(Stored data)

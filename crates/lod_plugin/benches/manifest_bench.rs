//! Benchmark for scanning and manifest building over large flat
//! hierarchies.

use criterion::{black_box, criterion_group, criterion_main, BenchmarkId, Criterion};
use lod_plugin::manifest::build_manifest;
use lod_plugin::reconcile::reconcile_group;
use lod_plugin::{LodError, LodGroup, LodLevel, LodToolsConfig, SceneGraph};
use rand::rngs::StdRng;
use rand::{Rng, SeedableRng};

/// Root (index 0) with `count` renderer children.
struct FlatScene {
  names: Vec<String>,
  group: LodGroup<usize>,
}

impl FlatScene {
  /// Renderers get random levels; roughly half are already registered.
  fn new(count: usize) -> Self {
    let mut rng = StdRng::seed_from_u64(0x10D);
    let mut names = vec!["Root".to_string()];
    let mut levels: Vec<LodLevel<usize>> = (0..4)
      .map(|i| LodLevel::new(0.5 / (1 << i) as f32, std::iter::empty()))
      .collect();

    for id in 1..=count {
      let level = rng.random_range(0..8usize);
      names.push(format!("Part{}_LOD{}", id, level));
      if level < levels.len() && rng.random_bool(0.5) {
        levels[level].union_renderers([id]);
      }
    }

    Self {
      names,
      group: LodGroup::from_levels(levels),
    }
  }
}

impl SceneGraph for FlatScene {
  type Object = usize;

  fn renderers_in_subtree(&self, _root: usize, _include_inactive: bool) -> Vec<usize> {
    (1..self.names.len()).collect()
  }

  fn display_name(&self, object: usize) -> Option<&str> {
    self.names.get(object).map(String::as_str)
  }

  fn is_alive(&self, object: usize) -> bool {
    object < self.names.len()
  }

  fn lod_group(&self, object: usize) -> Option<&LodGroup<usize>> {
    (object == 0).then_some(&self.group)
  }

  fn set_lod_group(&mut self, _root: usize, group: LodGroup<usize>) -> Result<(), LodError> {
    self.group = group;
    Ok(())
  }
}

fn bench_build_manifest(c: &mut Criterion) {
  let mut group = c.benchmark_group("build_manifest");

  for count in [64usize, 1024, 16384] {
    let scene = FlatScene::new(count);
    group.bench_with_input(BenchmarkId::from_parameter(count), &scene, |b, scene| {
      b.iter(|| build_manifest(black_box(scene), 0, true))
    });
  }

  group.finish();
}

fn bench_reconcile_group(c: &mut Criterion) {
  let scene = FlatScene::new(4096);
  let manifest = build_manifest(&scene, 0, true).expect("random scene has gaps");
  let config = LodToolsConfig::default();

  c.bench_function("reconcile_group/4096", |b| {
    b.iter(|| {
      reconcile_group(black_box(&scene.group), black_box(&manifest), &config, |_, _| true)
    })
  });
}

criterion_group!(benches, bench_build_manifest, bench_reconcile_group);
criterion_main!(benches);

==

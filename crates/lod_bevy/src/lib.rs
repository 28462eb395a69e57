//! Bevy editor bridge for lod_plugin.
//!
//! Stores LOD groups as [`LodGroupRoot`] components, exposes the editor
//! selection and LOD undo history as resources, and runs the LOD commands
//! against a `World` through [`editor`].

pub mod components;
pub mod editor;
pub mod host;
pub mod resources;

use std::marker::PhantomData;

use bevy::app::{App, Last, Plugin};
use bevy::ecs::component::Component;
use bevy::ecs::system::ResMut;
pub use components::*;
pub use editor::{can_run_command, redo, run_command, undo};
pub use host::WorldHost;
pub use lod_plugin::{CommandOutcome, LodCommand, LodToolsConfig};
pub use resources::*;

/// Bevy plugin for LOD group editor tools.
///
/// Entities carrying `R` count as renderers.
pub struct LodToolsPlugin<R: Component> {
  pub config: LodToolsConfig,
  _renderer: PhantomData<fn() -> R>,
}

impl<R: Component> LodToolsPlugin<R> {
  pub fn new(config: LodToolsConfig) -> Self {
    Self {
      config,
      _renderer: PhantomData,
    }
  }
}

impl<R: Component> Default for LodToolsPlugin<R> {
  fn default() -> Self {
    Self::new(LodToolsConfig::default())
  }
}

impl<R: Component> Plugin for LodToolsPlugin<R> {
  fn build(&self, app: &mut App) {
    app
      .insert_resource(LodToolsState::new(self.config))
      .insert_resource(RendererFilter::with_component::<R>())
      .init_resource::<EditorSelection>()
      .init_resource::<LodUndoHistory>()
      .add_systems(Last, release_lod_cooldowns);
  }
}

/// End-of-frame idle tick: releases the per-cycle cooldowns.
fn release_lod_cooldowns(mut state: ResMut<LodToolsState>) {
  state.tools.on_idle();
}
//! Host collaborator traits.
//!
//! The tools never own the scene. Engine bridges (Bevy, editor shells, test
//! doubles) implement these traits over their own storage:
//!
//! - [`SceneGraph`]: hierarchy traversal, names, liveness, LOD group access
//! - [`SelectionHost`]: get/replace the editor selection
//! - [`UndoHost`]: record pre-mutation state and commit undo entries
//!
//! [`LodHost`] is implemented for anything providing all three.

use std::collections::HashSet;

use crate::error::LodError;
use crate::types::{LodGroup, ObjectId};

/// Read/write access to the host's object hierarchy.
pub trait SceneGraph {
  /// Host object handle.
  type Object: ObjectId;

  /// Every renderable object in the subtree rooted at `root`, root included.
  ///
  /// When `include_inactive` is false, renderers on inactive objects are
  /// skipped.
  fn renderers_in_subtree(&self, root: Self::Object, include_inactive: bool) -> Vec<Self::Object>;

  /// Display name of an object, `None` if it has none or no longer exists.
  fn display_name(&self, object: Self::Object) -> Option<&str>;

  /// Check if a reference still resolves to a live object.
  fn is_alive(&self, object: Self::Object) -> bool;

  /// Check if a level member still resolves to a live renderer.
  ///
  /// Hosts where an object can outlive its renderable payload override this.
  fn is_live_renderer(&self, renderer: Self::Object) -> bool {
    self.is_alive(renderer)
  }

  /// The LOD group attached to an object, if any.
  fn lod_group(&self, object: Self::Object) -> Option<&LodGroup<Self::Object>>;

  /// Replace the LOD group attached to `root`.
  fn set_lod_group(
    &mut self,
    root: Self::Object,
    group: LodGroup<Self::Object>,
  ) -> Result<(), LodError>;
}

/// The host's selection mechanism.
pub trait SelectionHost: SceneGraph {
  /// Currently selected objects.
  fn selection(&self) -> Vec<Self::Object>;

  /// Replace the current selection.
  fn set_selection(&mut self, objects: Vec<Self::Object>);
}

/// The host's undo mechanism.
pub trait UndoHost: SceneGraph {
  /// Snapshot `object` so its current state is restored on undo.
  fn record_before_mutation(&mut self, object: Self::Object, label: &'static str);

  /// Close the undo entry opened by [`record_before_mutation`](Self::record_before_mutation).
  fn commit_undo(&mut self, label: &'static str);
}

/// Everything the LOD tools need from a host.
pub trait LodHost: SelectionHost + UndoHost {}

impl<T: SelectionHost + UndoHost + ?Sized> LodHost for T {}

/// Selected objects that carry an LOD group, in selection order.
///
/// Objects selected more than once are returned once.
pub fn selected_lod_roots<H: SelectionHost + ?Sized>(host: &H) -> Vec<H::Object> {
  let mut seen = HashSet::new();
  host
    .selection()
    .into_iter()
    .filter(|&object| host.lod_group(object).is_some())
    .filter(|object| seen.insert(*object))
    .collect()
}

- _PROBLEM_
For the word "SceneGraph", find all matching lines in the entries above and copy them out.

- _OUTPUT OF THE EXERCISE_
use lod_plugin::{LodError, LodGroup, LodLevel, LodToolsConfig, SceneGraph};
impl SceneGraph for FlatScene {
//! - [`SceneGraph`]: hierarchy traversal, names, liveness, LOD group access
pub trait SceneGraph {
pub trait SelectionHost: SceneGraph {
pub trait UndoHost: SceneGraph {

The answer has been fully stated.